Öğretmen Müdüroğlu Ahmet Bey ile eşi Cemile Hanım ve iki çocukları (biri Ülker İnce) 1941 yılının o korkunç kışında Alman işgalçilerin önünde Dimetoka’dan (Yunanistan) kaçıp bir hayvan vagonu içinde Türkiye’ye sığınmışlardı. Ziynetlerini akrabalarına bırakmışlar, yanlarına sadece fotoğraflarını almışlardı. Zamanın Türkiye hükümeti soydaşların geçmesi için sınırlarını açmamıştı. Sadece özel nedenlerle Yunanitan’da kalmaları sakıncalı olanlara bir kontenjan ayırmıştı. İstanbul, Eskişehir üzerinden Manisa’ya geldiler. Cumhuriyet hükümeti aileye bilmem kaç dönüm bağlı toprak tahsis etti. Ama Müdüroğlu Ahmet Bey bu tahsisi kabul etmedi. “Ben buraya bağ sahibi olmaya gelmedim, savaş bitince geldiğim yere döneceğim” dedi. Ama dönemedi. Devlet memuru yapıldı Aydın’da ve benim kayınpederim oldu. Sevip saygı duyduğum insanlardan biridir.

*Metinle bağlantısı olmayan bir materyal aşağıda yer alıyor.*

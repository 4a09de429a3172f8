//! Local replica schema migrations
//!
//! Each migration moves the replica schema up by exactly one version. The
//! applied version is recorded in `schema_version`, so opening an existing
//! replica only runs the migrations it has not seen yet.

use crate::Result;
use rusqlite::{params, Connection, OptionalExtension};
use tracing::{debug, info};

/// Latest schema version known to this build
pub const SCHEMA_VERSION: i64 = 2;

type Migration = fn(&Connection) -> Result<()>;

const MIGRATIONS: [Migration; 2] = [migrate_v1, migrate_v2];

/// Bring the schema up to [`SCHEMA_VERSION`]
pub fn migrate(conn: &mut Connection) -> Result<()> {
    conn.execute_batch(
        "CREATE TABLE IF NOT EXISTS schema_version (
            version INTEGER PRIMARY KEY,
            applied_at TEXT NOT NULL DEFAULT CURRENT_TIMESTAMP
        )",
    )?;

    let current = current_version(conn)?;
    if current >= SCHEMA_VERSION {
        debug!("Local index schema is at version {}", current);
        return Ok(());
    }

    for (index, migration) in MIGRATIONS.iter().enumerate() {
        let version = index as i64 + 1;
        if version <= current {
            continue;
        }

        let tx = conn.transaction()?;
        migration(&tx)?;
        tx.execute(
            "INSERT INTO schema_version (version) VALUES (?1)",
            params![version],
        )?;
        tx.commit()?;
        info!("Migrated local index schema to version {}", version);
    }

    Ok(())
}

/// Highest applied schema version, 0 for a fresh store
pub fn current_version(conn: &Connection) -> Result<i64> {
    let version = conn
        .query_row("SELECT MAX(version) FROM schema_version", [], |row| {
            row.get::<_, Option<i64>>(0)
        })
        .optional()?
        .flatten()
        .unwrap_or(0);
    Ok(version)
}

/// Version 1: packages, versions and dependencies.
///
/// Foreign keys are not declared. Rows of each table arrive independently and
/// an upsert replaces the old row, which must not cascade into other tables.
fn migrate_v1(conn: &Connection) -> Result<()> {
    debug!("Creating schema version 1");

    conn.execute_batch(
        "
        CREATE TABLE IF NOT EXISTS packages (
            id INTEGER PRIMARY KEY,
            name TEXT NOT NULL UNIQUE,
            description TEXT NOT NULL DEFAULT '',
            documentation_url TEXT,
            maintainer TEXT,
            tags TEXT,
            created_time TEXT NOT NULL DEFAULT CURRENT_TIMESTAMP,
            updated_time TEXT NOT NULL DEFAULT CURRENT_TIMESTAMP
        );

        CREATE TABLE IF NOT EXISTS versions (
            id INTEGER PRIMARY KEY,
            package_id INTEGER NOT NULL,
            version TEXT NOT NULL,
            manifest_url TEXT NOT NULL,
            manifest_hash TEXT NOT NULL,
            source_type TEXT NOT NULL,
            source_url TEXT NOT NULL,
            source_ref TEXT,
            notes TEXT,
            deprecated INTEGER NOT NULL DEFAULT 0,
            yanked INTEGER NOT NULL DEFAULT 0,
            published_at TEXT NOT NULL DEFAULT CURRENT_TIMESTAMP
        );

        CREATE TABLE IF NOT EXISTS dependencies (
            id INTEGER PRIMARY KEY,
            version_id INTEGER NOT NULL,
            dependency_name TEXT NOT NULL,
            dependency_package_id INTEGER,
            version_constraint TEXT NOT NULL DEFAULT '',
            optional INTEGER NOT NULL DEFAULT 0,
            condition TEXT
        );
        ",
    )?;

    Ok(())
}

/// Version 2: lookup indexes for the query layer
fn migrate_v2(conn: &Connection) -> Result<()> {
    debug!("Creating schema version 2");

    conn.execute_batch(
        "
        CREATE INDEX IF NOT EXISTS idx_versions_package_id ON versions(package_id);
        CREATE INDEX IF NOT EXISTS idx_versions_published_at ON versions(published_at);
        CREATE INDEX IF NOT EXISTS idx_dependencies_version_id ON dependencies(version_id);
        CREATE INDEX IF NOT EXISTS idx_dependencies_name ON dependencies(dependency_name);
        ",
    )?;

    Ok(())
}

#[cfg(test)]
mod tests {
    use super::*;

    #[test]
    fn test_migrate_fresh_store() {
        let mut conn = Connection::open_in_memory().unwrap();
        migrate(&mut conn).unwrap();
        assert_eq!(current_version(&conn).unwrap(), SCHEMA_VERSION);

        let tables: i64 = conn
            .query_row(
                "SELECT COUNT(*) FROM sqlite_master WHERE type = 'table'
                 AND name IN ('packages', 'versions', 'dependencies')",
                [],
                |row| row.get(0),
            )
            .unwrap();
        assert_eq!(tables, 3);
    }

    #[test]
    fn test_migrate_is_repeatable() {
        let mut conn = Connection::open_in_memory().unwrap();
        migrate(&mut conn).unwrap();
        migrate(&mut conn).unwrap();

        let applied: i64 = conn
            .query_row("SELECT COUNT(*) FROM schema_version", [], |row| row.get(0))
            .unwrap();
        assert_eq!(applied, SCHEMA_VERSION);
    }
}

Özal döneminde Bulgaristan’dan da Türkiye’ye göç olmuştu. Ama iki hükümet arasında yapılan anlaşmaya göre. Gelenler yerleşmek üzere Türkiye’ye, anavatanlarına gelmişlerdi.

***

İkinci Dünya Savaşı’nda Alman ordularının önünde kaçan Fransızlarla, Polonyalılarla ilgili fimlerde görmüşsünüzdür. Kimi el arabası sürer, kimi bisiklete binmiştir, selede bir çanta vardır. Kaçakların elinde bir bavuldan, bir çıkından başka bir şey yoktur. Tek amaçları vardır: Canlarını kurtarmak! Barış olunca memleketlerine geri döneceklerdir. Nitekim böyle olmuştur. Başta yazarlar, aydınlar, sanatçılar olmak üzere yurtdışına kaçanların tamamı memleketlerine geri döndü.

***

Suriye’den, anavatanları olmayan Türkiye’ye 4 milyondan fazla insan göçtü. Bu bir metazori durumdu, emrivakiydi. Gelenlerin siyasal konumları belirsizdi. Varlıkları tam anlamıyla bir tür işgaldi. Şimdi, Başyüce Erdoğan’ın söylediğine göre, İdlib’den kaçan bir milyona yakın insan Türkiye sınırlarına dayanmış. Zaten televizyonda görüyoruz: Kilometrelerce araç kuyruğu yollara düşmüş: Kamyonlar, otobüsler, minibüsler, otomobiller, pikaplar... Bunların tamamı yüklü: İçlerinde, üzerlerinde her türlü ev eşyası... Sanki bir mahalleden ötekine ev taşıyorlar. Bu bir düşmandan kaçış değil, tam anlamıyla yerleşmek üzere bir yere, Türkiye’ye geliyorlar. Yoksa neden buzdolaplarını, televizyonlarını yanlarına alsınlar?

***

Geçmişte olanlarla şimdi olanlar, benzeşseler de aynı şey değildir: Ya biçim ya da içerik değişmiştir. Örneğin, 93 Harbi’nde olanların benzeri Birinci Dünya Savaşı’nda olsaydı, Suriyeliler Fransız ve İngiliz işgalcilerin önünden kitle halinde kaçıp Anadolu’ya sığınsalardı, durum başka olurdu. Siyasal durum değişmiş olduğu için geri dönmeyip Anadolu’da kalabilirlerdi.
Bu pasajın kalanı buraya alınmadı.